Through the Library Services and Technology Act (LSTA), the Institute of Museum and Library Services (IMLS) is able to provide funding to support library services to all 50 states, the District of Columbia, and the Territories. In Arizona, those funds are administered by the Arizona State Library in the form of statewide initiatives, subgrants, and cooperative agreements.
In order to receive the LSTA allotment from IMLS, the Arizona State Library creates a Five Year Plan that details its library service goals based on the LSTA purposes and priorities. The goals for the 2018 LSTA grants are to:
- Provide access to information in a variety of formats, tapping the capabilities of current and emerging technologies.
- Support informal educational programs that help Arizona's residents explore, experience and expand.

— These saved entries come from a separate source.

// The side channel: POST /messages?sessionId=<id>.
//
// The POST body is one JSON-RPC request. The response body only acknowledges
// receipt - the actual result goes out on the session's SSE stream, tagged
// with the request id. That keeps ordering concerns out of the HTTP layer:
// concurrent calls on one session may complete out of order and the client
// correlates by id.

use axum::extract::{Query, State};
use axum::http::StatusCode;
use serde::Deserialize;
use serde_json::json;

use crate::core::session::SessionId;
use crate::http::protocol::{
    methods, CallToolParams, CallToolResult, RpcRequest, RpcResponse, INVALID_PARAMS,
    METHOD_NOT_FOUND, PROTOCOL_VERSION, SERVER_NAME,
};
use crate::http::routes::AppState;

#[derive(Debug, Deserialize)]
pub struct MessagesQuery {
    #[serde(rename = "sessionId")]
    pub session_id: Option<String>,
}

/// POST /messages - accept one request for an open session.
pub async fn messages_handler(
    State(state): State<AppState>,
    Query(query): Query<MessagesQuery>,
    body: String,
) -> (StatusCode, String) {
    let Some(session_id) = query.session_id else {
        return (
            StatusCode::BAD_REQUEST,
            "missing sessionId query parameter".to_string(),
        );
    };
    let session_id = SessionId::new(session_id);

    // Reject unknown/closed sessions at the boundary instead of letting a
    // stale id reach the dispatcher.
    if !state.registry.contains(&session_id) {
        return (StatusCode::NOT_FOUND, "session not found".to_string());
    }

    let request: RpcRequest = match serde_json::from_str(&body) {
        Ok(request) => request,
        Err(err) => {
            return (
                StatusCode::BAD_REQUEST,
                format!("invalid JSON-RPC request: {err}"),
            )
        }
    };

    // Fire and forget: the upstream call may take a network round trip, and
    // the client is already listening on the stream for the outcome.
    tokio::spawn(handle_request(state, session_id, request));

    (StatusCode::ACCEPTED, "Accepted".to_string())
}

async fn handle_request(state: AppState, session_id: SessionId, request: RpcRequest) {
    tracing::debug!(session_id = %session_id, method = %request.method, "dispatching request");

    let Some(response) = dispatch(&state, &request).await else {
        // Notification - nothing to push back.
        return;
    };

    let payload = match serde_json::to_value(&response) {
        Ok(payload) => payload,
        Err(err) => {
            tracing::error!(session_id = %session_id, "failed to serialize response: {err}");
            return;
        }
    };

    // If the client disconnected (or stopped reading) while we were working,
    // the registry has already cleaned up; the result is simply dropped.
    if let Err(err) = state.registry.send(&session_id, payload) {
        tracing::warn!(session_id = %session_id, error = %err, "dropping response for closed session");
    }
}

/// Route one JSON-RPC request to the dispatcher. Returns `None` for
/// notifications, which never produce a response.
pub(crate) async fn dispatch(state: &AppState, request: &RpcRequest) -> Option<RpcResponse> {
    let id = match &request.id {
        Some(id) => id.clone(),
        None => {
            tracing::debug!(method = %request.method, "notification received");
            return None;
        }
    };

    let response = match request.method.as_str() {
        methods::INITIALIZE => RpcResponse::result(
            id,
            json!({
                "protocolVersion": PROTOCOL_VERSION,
                "capabilities": { "tools": {} },
                "serverInfo": {
                    "name": SERVER_NAME,
                    "version": env!("CARGO_PKG_VERSION"),
                },
            }),
        ),
        methods::LIST_TOOLS => {
            RpcResponse::result(id, json!({ "tools": state.tools.list_tools() }))
        }
        methods::CALL_TOOL => {
            let params: CallToolParams = match serde_json::from_value(request.params.clone()) {
                Ok(params) => params,
                Err(err) => {
                    return Some(RpcResponse::error(
                        id,
                        INVALID_PARAMS,
                        format!("invalid tools/call params: {err}"),
                    ));
                }
            };

            // Tool failures are failure-shaped results, not protocol errors,
            // so the calling agent can inspect them and retry with corrected
            // arguments.
            let result = match state.tools.call_tool(&params.name, &params.arguments).await {
                Ok(success) => CallToolResult::text(success.message, false),
                Err(failure) => CallToolResult::text(failure.to_string(), true),
            };
            RpcResponse::result(id, json!(result))
        }
        other => RpcResponse::error(id, METHOD_NOT_FOUND, format!("unknown method: {other}")),
    };

    Some(response)
}
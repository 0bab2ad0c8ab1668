// Environment configuration. Everything is read once at startup so a missing
// credential kills the process before any socket is bound, not on the first
// tool call.

use std::time::Duration;

use thiserror::Error;

pub const DEFAULT_PORT: u16 = 3000;
const DEFAULT_UPSTREAM_TIMEOUT_SECS: u64 = 30;

#[derive(Debug, Error)]
pub enum ConfigError {
    #[error("missing required environment variable: {0}")]
    MissingVar(&'static str),

    #[error("invalid value for {name}: {value:?}")]
    InvalidValue { name: &'static str, value: String },
}

#[derive(Debug, Clone)]
pub struct Config {
    /// OAuth client credentials for the Google account (see `get-token`).
    pub client_id: String,
    pub client_secret: String,
    pub refresh_token: String,
    /// Listen port for the proxy.
    pub port: u16,
    /// Upper bound on any single upstream request. One attempt, no retry.
    pub upstream_timeout: Duration,
}

impl Config {
    pub fn from_env() -> Result<Self, ConfigError> {
        Ok(Self {
            client_id: require("CLIENT_ID")?,
            client_secret: require("CLIENT_SECRET")?,
            refresh_token: require("REFRESH_TOKEN")?,
            port: parse_or_default("PORT", DEFAULT_PORT)?,
            upstream_timeout: Duration::from_secs(parse_or_default(
                "UPSTREAM_TIMEOUT_SECS",
                DEFAULT_UPSTREAM_TIMEOUT_SECS,
            )?),
        })
    }
}

fn require(name: &'static str) -> Result<String, ConfigError> {
    match std::env::var(name) {
        Ok(value) if !value.is_empty() => Ok(value),
        _ => Err(ConfigError::MissingVar(name)),
    }
}

fn parse_or_default<T: std::str::FromStr>(
    name: &'static str,
    default: T,
) -> Result<T, ConfigError> {
    match std::env::var(name) {
        Ok(value) => value
            .parse()
            .map_err(|_| ConfigError::InvalidValue { name, value }),
        Err(_) => Ok(default),
    }
}
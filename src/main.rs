// This is the entry point of the Google Docs MCP proxy.
//
// **Architecture Overview:**
// - `core/` = Protocol logic (session registry, tool dispatcher)
// - `infra/` = Implementations of core traits (Google Docs API client)
// - `http/` = Transport adapter (SSE stream, side channel, metadata)
//
// This file's job is to:
// 1. Load configuration
// 2. Initialize services (dependency injection)
// 3. Wire up the router and serve

// These attrs point each module declaration at a more descriptive root file
// so we don't end up with a handful of mod.rs files that all look the same.
#[path = "core/core_layer.rs"]
mod core;
#[path = "http/http_layer.rs"]
mod http;
#[path = "infra/infra_layer.rs"]
mod infra;

mod config;

use std::net::SocketAddr;
use std::sync::Arc;

use crate::config::Config;
use crate::core::session::SessionRegistry;
use crate::core::tools::{DocumentWriter, ToolService};
use crate::http::routes::{router, AppState, ServiceMetadata};
use crate::infra::google_docs::{GoogleDocsApiClient, OauthCredentials};

#[tokio::main]
async fn main() -> anyhow::Result<()> {
    // Initialize logging so we can see what's happening
    tracing_subscriber::fmt::init();

    // Load environment variables from .env file (if it exists)
    dotenv::dotenv().ok();

    // Configuration errors are the only fatal ones: fail before binding.
    let config = match Config::from_env() {
        Ok(config) => config,
        Err(err) => {
            tracing::error!("configuration error: {err}");
            std::process::exit(1);
        }
    };

    // ========================================================================
    // DEPENDENCY INJECTION
    // ========================================================================
    // This is the "composition root" where we wire everything together.

    let docs_client = GoogleDocsApiClient::new(
        OauthCredentials {
            client_id: config.client_id.clone(),
            client_secret: config.client_secret.clone(),
            refresh_token: config.refresh_token.clone(),
        },
        config.upstream_timeout,
    )?;
    let writer: Arc<dyn DocumentWriter> = Arc::new(docs_client);

    // The tool catalog is built exactly once here and shared read-only
    // across every session.
    let tools = Arc::new(ToolService::new(writer));
    let registry = Arc::new(SessionRegistry::new());

    let state = AppState {
        registry,
        tools,
        metadata: ServiceMetadata::default(),
    };
    let app = router(state);

    let addr = SocketAddr::from(([0, 0, 0, 0], config.port));
    let listener = tokio::net::TcpListener::bind(addr).await?;
    tracing::info!(%addr, "google-docs-writer MCP proxy listening");

    axum::serve(listener, app)
        .with_graceful_shutdown(shutdown_signal())
        .await?;

    tracing::info!("server stopped");
    Ok(())
}

async fn shutdown_signal() {
    if let Err(err) = tokio::signal::ctrl_c().await {
        tracing::error!("failed to listen for shutdown signal: {err}");
        return;
    }
    tracing::info!("shutdown signal received, draining sessions");
}
// This is the tool dispatcher - it advertises the tool catalog and executes
// validated invocations. The actual document edit goes through the
// `DocumentWriter` port so the core stays testable without Google.
//
// Dispatch never raises past its own boundary: both success and failure come
// back as values, and the transport layer decides how to serialize them.

use std::collections::BTreeMap;
use std::sync::Arc;

use async_trait::async_trait;
use serde::Serialize;
use serde_json::Value;
use thiserror::Error;

/// The one tool this proxy exposes.
pub const APPEND_TOOL_NAME: &str = "append_text_to_doc";

const SUCCESS_MESSAGE: &str = "✅ Text appended successfully.";

// ============================================================================
// ERRORS
// ============================================================================

/// Failure surface of the external document API.
#[derive(Debug, Error)]
pub enum DocsError {
    #[error("Google rejected the credentials: {0}")]
    Auth(String),

    #[error("Google Docs API error ({status}): {message}")]
    Api { status: u16, message: String },

    #[error("request to Google Docs failed: {0}")]
    Http(String),
}

/// Why a tool invocation did not produce a result.
///
/// These are values handed back to the caller, never fatal to the server;
/// the invoking agent gets to decide how to react.
#[derive(Debug, Error, PartialEq)]
pub enum ToolFailure {
    #[error("unknown tool: {name}")]
    UnknownTool { name: String },

    #[error("invalid arguments: {}", violations.join("; "))]
    InvalidArguments { violations: Vec<String> },

    #[error("upstream call failed: {message}")]
    Upstream { message: String },
}

/// Successful tool invocation: a human-readable confirmation.
#[derive(Debug, Clone, PartialEq)]
pub struct ToolSuccess {
    pub message: String,
}

// ============================================================================
// DOCUMENT WRITER (PORT)
// ============================================================================
// The core defines WHAT it needs from the document API, not HOW it's done.
// The infra layer provides the real HTTP implementation; tests inject a
// recording fake.

#[async_trait]
pub trait DocumentWriter: Send + Sync {
    /// Insert `content` at the end of the document's current body text.
    async fn append_text(&self, doc_id: &str, content: &str) -> Result<(), DocsError>;
}

#[async_trait]
impl<T> DocumentWriter for Arc<T>
where
    T: DocumentWriter + ?Sized,
{
    async fn append_text(&self, doc_id: &str, content: &str) -> Result<(), DocsError> {
        self.as_ref().append_text(doc_id, content).await
    }
}

// ============================================================================
// TOOL DESCRIPTORS
// ============================================================================

/// Declared type of one named parameter.
#[derive(Debug, Clone, PartialEq, Serialize)]
pub struct PropertySchema {
    #[serde(rename = "type")]
    pub value_type: String,
}

/// JSON-schema-shaped input contract. Serializes verbatim to the wire shape
/// MCP clients expect under `inputSchema`.
#[derive(Debug, Clone, PartialEq, Serialize)]
pub struct InputSchema {
    #[serde(rename = "type")]
    pub schema_type: String,
    pub properties: BTreeMap<String, PropertySchema>,
    pub required: Vec<String>,
}

/// One advertised tool. Immutable once constructed.
#[derive(Debug, Clone, PartialEq, Serialize)]
pub struct ToolDescriptor {
    pub name: String,
    pub description: String,
    #[serde(rename = "inputSchema")]
    pub input_schema: InputSchema,
}

fn append_tool_descriptor() -> ToolDescriptor {
    let mut properties = BTreeMap::new();
    properties.insert(
        "docId".to_string(),
        PropertySchema {
            value_type: "string".to_string(),
        },
    );
    properties.insert(
        "content".to_string(),
        PropertySchema {
            value_type: "string".to_string(),
        },
    );

    ToolDescriptor {
        name: APPEND_TOOL_NAME.to_string(),
        description: "Append text to a Google Doc".to_string(),
        input_schema: InputSchema {
            schema_type: "object".to_string(),
            properties,
            required: vec!["docId".to_string(), "content".to_string()],
        },
    }
}

// ============================================================================
// CORE SERVICE
// ============================================================================

/// The dispatcher. Holds no mutable state of its own: the descriptor set is
/// built once at startup and shared read-only across every session.
pub struct ToolService<W: DocumentWriter> {
    writer: W,
    descriptors: Vec<ToolDescriptor>,
}

impl<W: DocumentWriter> ToolService<W> {
    pub fn new(writer: W) -> Self {
        Self {
            writer,
            descriptors: vec![append_tool_descriptor()],
        }
    }

    /// The static catalog. Pure - identical no matter how many sessions are open.
    pub fn list_tools(&self) -> &[ToolDescriptor] {
        &self.descriptors
    }

    /// Validate and execute one invocation.
    ///
    /// Validation order: tool name first, then arguments (all violations
    /// collected in one pass), and only then the upstream call. A single
    /// attempt, no automatic retry.
    pub async fn call_tool(
        &self,
        name: &str,
        arguments: &Value,
    ) -> Result<ToolSuccess, ToolFailure> {
        let Some(descriptor) = self.descriptors.iter().find(|d| d.name == name) else {
            return Err(ToolFailure::UnknownTool {
                name: name.to_string(),
            });
        };

        validate_arguments(descriptor, arguments)?;

        // Only one tool is registered, so dispatch is a straight call.
        let doc_id = arguments.get("docId").and_then(Value::as_str).unwrap_or_default();
        let content = arguments
            .get("content")
            .and_then(Value::as_str)
            .unwrap_or_default();

        match self.writer.append_text(doc_id, content).await {
            Ok(()) => Ok(ToolSuccess {
                message: SUCCESS_MESSAGE.to_string(),
            }),
            Err(err) => {
                tracing::warn!(tool = name, error = %err, "upstream call failed");
                Err(ToolFailure::Upstream {
                    message: err.to_string(),
                })
            }
        }
    }
}

/// Check the argument bag against the descriptor's schema.
///
/// Required keys must be present with the declared primitive type; unknown
/// keys are ignored so newer clients keep working against this server.
fn validate_arguments(descriptor: &ToolDescriptor, arguments: &Value) -> Result<(), ToolFailure> {
    let mut violations = Vec::new();

    let object = arguments.as_object();
    if object.is_none() && !arguments.is_null() {
        violations.push("arguments must be an object".to_string());
    }

    for name in &descriptor.input_schema.required {
        match object.and_then(|map| map.get(name)) {
            None => violations.push(format!("missing required argument: {name}")),
            Some(value) => {
                let expected = descriptor
                    .input_schema
                    .properties
                    .get(name)
                    .map(|property| property.value_type.as_str())
                    .unwrap_or("string");
                let type_matches = match expected {
                    "string" => value.is_string(),
                    "number" => value.is_number(),
                    "boolean" => value.is_boolean(),
                    _ => true,
                };
                if !type_matches {
                    violations.push(format!("argument {name} must be a {expected}"));
                }
            }
        }
    }

    if violations.is_empty() {
        Ok(())
    } else {
        Err(ToolFailure::InvalidArguments { violations })
    }
}
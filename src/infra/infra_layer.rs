// The infra module contains implementations of core traits.

#[path = "google_docs/docs_client.rs"]
pub mod google_docs;
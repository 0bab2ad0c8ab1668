// HTTP transport layer - the SSE handshake, the side request channel, and the
// JSON-RPC framing in between. This is the only module that knows the proxy
// speaks MCP over HTTP; the core underneath just sees channels and values.

#[path = "protocol.rs"]
pub mod protocol;

#[path = "sse.rs"]
pub mod sse;

#[path = "messages.rs"]
pub mod messages;

#[path = "routes.rs"]
pub mod routes;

- Offer inclusive community resources to enhance engagement, to develop workforce skills, and to learn life literacies such as parenting, health and finance.
- Stimulate excellent services in Arizona libraries by improving technology resources, staff skills, programs, and collections.
LSTA grants are awarded for innovative ventures as well as for more traditional projects. Contact a Library Development Consultant to review your project idea!
LSTA funding can help you make a difference! Libraries like yours have used LSTA funds to educate, support and inspire their communities. Some of the people touched by these projects have shared their stories, showing how their libraries transform individual lives.
Through the competitive subgrant process, LSTA funding enables dozens of Arizona libraries every year to put new ideas into practice and to enhance existing services. Regardless of size or location, if your library is eligible to apply, you have an opportunity to leverage your local dollars with LSTA.
What Types of Projects Are Funded?
LSTA grants are awarded for both innovative and essential projects. Contact a Library Development Consultant – they are listed in the guidelines -- to review your project idea.
Congressional District Fact Sheets
Handouts from AzLA Preconference Sessions
For the last several years, Arizona State Library staff have hosted a half-day session at the Arizona Library Association Annual Conference. During the session, representatives from libraries all over the state have shared experiences and best practices related to their LSTA-funded projects.
2016 Building Better Communities
2015 Catch of the Year
2013 Idea Circus
The 2018 LSTA grant cycle introduces a new mini-grant in the Informal Education category: STEAM In Your Library. Like the other mini-grants, Collections and Programming (CAP) Grants and AZ Community Reads Grants, STEAM In Your Library Grants have fixed funding levels and a simpler application than the general LSTA grants.
"Learn About LSTA" workshops and webinars will be scheduled in January 2018. Please check Events for dates and times.
Are you thinking about applying for a grant to fund an early learning project? You might want to view "Preparing to Apply for Early Literacy Grants". This webinar focuses on MapLit which is an interactive tool developed by ReadOn partners to identify key data sets that impact early literacy outcomes in communities. Find out about researching and applying data to strengthen your grant application.
Your project idea must align with one of the following Arizona LSTA goal categories:
- Information Access
- Informal Education
- Inclusive Communities
- Institutional Improvements
Contact a Library Development Consultant to discuss your project.
To begin the LSTA grant application process, read the Five-Year Plan and the LSTA grant guidelines, and then complete the worksheet found in the guidelines.
When you're ready go to the new online application. Be sure to select 'New Applicant' if this is your first time in the new grants management system.
Acknowledging IMLS and the State Library
All promotional materials resulting from an LSTA grant project must contain the following statement:
This project is supported by the Arizona State Library, Archives & Public Records, a division of the Secretary of State, with federal funds from the Institute of Museum and Library Services.
Whenever possible, use the IMLS, Arizona Secretary of State, and State Library logos to help spread the word about your grant project. Be sure to save copies of your publicity to include with your final report.